(DATASET)
━━━━━━━━━━
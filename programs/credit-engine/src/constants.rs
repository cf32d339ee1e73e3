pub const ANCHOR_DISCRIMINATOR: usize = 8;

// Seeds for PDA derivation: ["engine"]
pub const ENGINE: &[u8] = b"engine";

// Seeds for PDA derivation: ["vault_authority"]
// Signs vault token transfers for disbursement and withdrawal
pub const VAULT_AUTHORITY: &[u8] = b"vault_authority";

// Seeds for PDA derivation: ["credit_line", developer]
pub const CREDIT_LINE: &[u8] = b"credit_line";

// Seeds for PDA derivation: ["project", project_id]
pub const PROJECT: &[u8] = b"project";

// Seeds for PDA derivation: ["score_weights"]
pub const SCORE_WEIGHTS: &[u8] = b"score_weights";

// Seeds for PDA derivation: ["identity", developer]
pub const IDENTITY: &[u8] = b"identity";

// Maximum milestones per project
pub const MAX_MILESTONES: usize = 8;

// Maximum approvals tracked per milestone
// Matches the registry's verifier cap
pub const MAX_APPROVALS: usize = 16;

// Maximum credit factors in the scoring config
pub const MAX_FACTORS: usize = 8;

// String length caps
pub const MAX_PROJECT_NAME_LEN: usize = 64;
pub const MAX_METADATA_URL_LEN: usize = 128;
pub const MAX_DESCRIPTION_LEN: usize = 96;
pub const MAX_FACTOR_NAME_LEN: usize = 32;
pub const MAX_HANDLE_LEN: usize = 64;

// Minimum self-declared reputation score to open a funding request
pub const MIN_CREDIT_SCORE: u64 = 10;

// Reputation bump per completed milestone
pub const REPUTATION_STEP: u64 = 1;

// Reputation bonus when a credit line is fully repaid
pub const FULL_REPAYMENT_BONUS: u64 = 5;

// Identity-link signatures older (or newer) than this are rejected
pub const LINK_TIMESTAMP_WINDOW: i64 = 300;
━━━━━━━━━━
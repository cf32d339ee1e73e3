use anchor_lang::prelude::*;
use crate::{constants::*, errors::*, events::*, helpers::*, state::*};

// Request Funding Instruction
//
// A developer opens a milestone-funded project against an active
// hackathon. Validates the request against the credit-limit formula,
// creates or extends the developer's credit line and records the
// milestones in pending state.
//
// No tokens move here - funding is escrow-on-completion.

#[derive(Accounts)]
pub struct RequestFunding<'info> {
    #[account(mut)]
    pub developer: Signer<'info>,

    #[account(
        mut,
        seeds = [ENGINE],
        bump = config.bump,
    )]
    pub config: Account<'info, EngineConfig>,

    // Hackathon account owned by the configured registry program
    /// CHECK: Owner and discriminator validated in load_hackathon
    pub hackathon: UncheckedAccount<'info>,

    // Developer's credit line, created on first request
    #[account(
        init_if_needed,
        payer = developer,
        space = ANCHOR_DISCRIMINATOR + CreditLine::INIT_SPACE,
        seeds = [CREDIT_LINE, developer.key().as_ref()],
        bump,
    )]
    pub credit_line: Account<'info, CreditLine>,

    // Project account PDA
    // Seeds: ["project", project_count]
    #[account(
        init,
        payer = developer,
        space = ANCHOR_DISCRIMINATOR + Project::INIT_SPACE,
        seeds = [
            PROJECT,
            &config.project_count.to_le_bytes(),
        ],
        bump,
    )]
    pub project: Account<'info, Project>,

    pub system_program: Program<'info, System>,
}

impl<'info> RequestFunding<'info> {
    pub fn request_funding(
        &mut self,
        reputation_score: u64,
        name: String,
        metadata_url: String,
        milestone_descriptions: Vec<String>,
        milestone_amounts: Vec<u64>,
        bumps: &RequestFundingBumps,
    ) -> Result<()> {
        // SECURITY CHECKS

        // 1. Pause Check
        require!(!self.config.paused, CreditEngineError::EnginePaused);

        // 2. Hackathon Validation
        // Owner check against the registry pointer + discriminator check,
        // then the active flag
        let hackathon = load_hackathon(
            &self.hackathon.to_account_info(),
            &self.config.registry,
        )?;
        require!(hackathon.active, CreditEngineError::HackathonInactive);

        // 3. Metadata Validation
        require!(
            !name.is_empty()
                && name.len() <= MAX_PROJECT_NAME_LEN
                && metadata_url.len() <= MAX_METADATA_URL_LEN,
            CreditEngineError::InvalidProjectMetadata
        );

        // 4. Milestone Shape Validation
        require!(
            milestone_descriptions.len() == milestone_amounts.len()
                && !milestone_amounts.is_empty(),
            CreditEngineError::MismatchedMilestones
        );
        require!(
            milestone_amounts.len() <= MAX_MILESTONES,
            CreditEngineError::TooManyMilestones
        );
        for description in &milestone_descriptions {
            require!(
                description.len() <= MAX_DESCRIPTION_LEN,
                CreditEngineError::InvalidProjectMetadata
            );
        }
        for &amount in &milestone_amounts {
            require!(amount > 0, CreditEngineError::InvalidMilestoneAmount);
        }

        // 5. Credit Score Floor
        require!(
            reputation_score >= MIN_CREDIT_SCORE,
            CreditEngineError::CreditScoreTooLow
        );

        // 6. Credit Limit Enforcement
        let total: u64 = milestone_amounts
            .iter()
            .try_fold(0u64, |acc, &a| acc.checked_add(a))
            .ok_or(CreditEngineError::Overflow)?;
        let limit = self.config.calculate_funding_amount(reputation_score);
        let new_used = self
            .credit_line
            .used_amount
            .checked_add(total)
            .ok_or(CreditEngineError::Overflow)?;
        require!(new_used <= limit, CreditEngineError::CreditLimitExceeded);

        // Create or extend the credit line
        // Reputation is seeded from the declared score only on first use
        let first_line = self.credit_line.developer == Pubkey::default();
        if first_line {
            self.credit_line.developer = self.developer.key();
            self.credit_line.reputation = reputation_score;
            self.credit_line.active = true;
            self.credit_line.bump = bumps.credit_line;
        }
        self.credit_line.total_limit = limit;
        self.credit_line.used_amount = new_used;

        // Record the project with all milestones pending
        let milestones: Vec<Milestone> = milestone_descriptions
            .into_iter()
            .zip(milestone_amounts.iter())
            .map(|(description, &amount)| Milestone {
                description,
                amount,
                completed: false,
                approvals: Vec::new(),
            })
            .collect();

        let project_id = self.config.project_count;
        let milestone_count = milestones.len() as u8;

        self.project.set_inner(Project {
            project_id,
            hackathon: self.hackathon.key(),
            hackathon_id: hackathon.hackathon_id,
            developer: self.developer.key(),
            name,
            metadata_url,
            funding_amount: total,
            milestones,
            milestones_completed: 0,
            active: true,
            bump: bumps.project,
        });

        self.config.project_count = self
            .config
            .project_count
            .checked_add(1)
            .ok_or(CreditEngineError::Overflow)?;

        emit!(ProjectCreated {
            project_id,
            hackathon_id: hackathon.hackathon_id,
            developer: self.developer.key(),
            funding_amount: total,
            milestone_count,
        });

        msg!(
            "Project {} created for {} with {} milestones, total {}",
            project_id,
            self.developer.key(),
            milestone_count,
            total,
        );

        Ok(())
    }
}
━━━━━━━━━━
(WHAT THIS TASK INVOLVES)
Pick out all lines from the data above in which the word "registry" appears.

(ANSWER SECTION)
// Matches the registry's verifier cap
    // Hackathon account owned by the configured registry program
        // Owner check against the registry pointer + discriminator check,
            &self.config.registry,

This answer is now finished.